:: The records ::

.....

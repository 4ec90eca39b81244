pub mod config;
pub mod entities;
pub mod instance;
pub mod persistence;
pub mod scripting;
pub mod telemetry;
pub mod world;

pub use instance::coordinator::NaxxramasInstance;
pub use world::instance_map::InstanceMap;

use instance::status::{EncounterId, EncounterStatus};
use persistence::store::InstanceStore;

pub fn run(args: &[String]) -> Result<(), String> {
    let config = config::AppConfig::from_args(args)?;
    telemetry::logging::init(&config.root)?;
    let tuning = config::InstanceTuning::load(&config.root)?;
    let mut store = InstanceStore::new(config.save_dir.clone());
    let ids = match config.instance_id {
        Some(id) => vec![id],
        None => store.instance_ids().map_err(|err| err.to_string())?,
    };
    tracing::info!(
        root = %config.root.display(),
        instances = ids.len(),
        "instance report started"
    );

    println!("naxxramas: instance report");
    println!("- root: {}", config.root.display());
    println!("- save dir: {}", store.dir().display());
    println!("- instances: {}", ids.len());

    let mut failures = 0usize;
    for id in ids {
        let data = match store.load(id) {
            Ok(Some(data)) => data,
            Ok(None) => {
                println!("instance {}: no save", id);
                continue;
            }
            Err(err) => {
                eprintln!("naxxramas: instance {} {}", id, err);
                failures += 1;
                continue;
            }
        };
        let seed = config.rng_seed.unwrap_or(u64::from(id));
        let mut instance = NaxxramasInstance::new(tuning.clone(), seed);
        if !instance.load(Some(&data)) {
            failures += 1;
            continue;
        }
        print_progress(id, &instance);
    }

    if failures > 0 {
        return Err(format!("{} instance save(s) could not be loaded", failures));
    }
    Ok(())
}

fn print_progress(id: u32, instance: &NaxxramasInstance) {
    let bosses = &EncounterId::ALL[..=EncounterId::Kelthuzad.index()];
    let cleared = bosses
        .iter()
        .filter(|boss| instance.get_data(**boss) == EncounterStatus::Done)
        .count();
    println!("instance {}: {}/{} bosses defeated", id, cleared, bosses.len());
    for boss in bosses {
        let status = instance.get_data(*boss);
        if status != EncounterStatus::NotStarted {
            println!("- {}: {}", boss, status);
        }
    }
    let deathless = instance.get_data(EncounterId::UndyingFailed) != EncounterStatus::Done;
    println!("- deathless run: {}", if deathless { "intact" } else { "failed" });
}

.....

:: Exercise instructions ::
Go through the data above and copy each line in which "EncounterStatus" appears.

:: Solved problem ::
use instance::status::{EncounterId, EncounterStatus};
        .filter(|boss| instance.get_data(**boss) == EncounterStatus::Done)
        if status != EncounterStatus::NotStarted {
    let deathless = instance.get_data(EncounterId::UndyingFailed) != EncounterStatus::Done;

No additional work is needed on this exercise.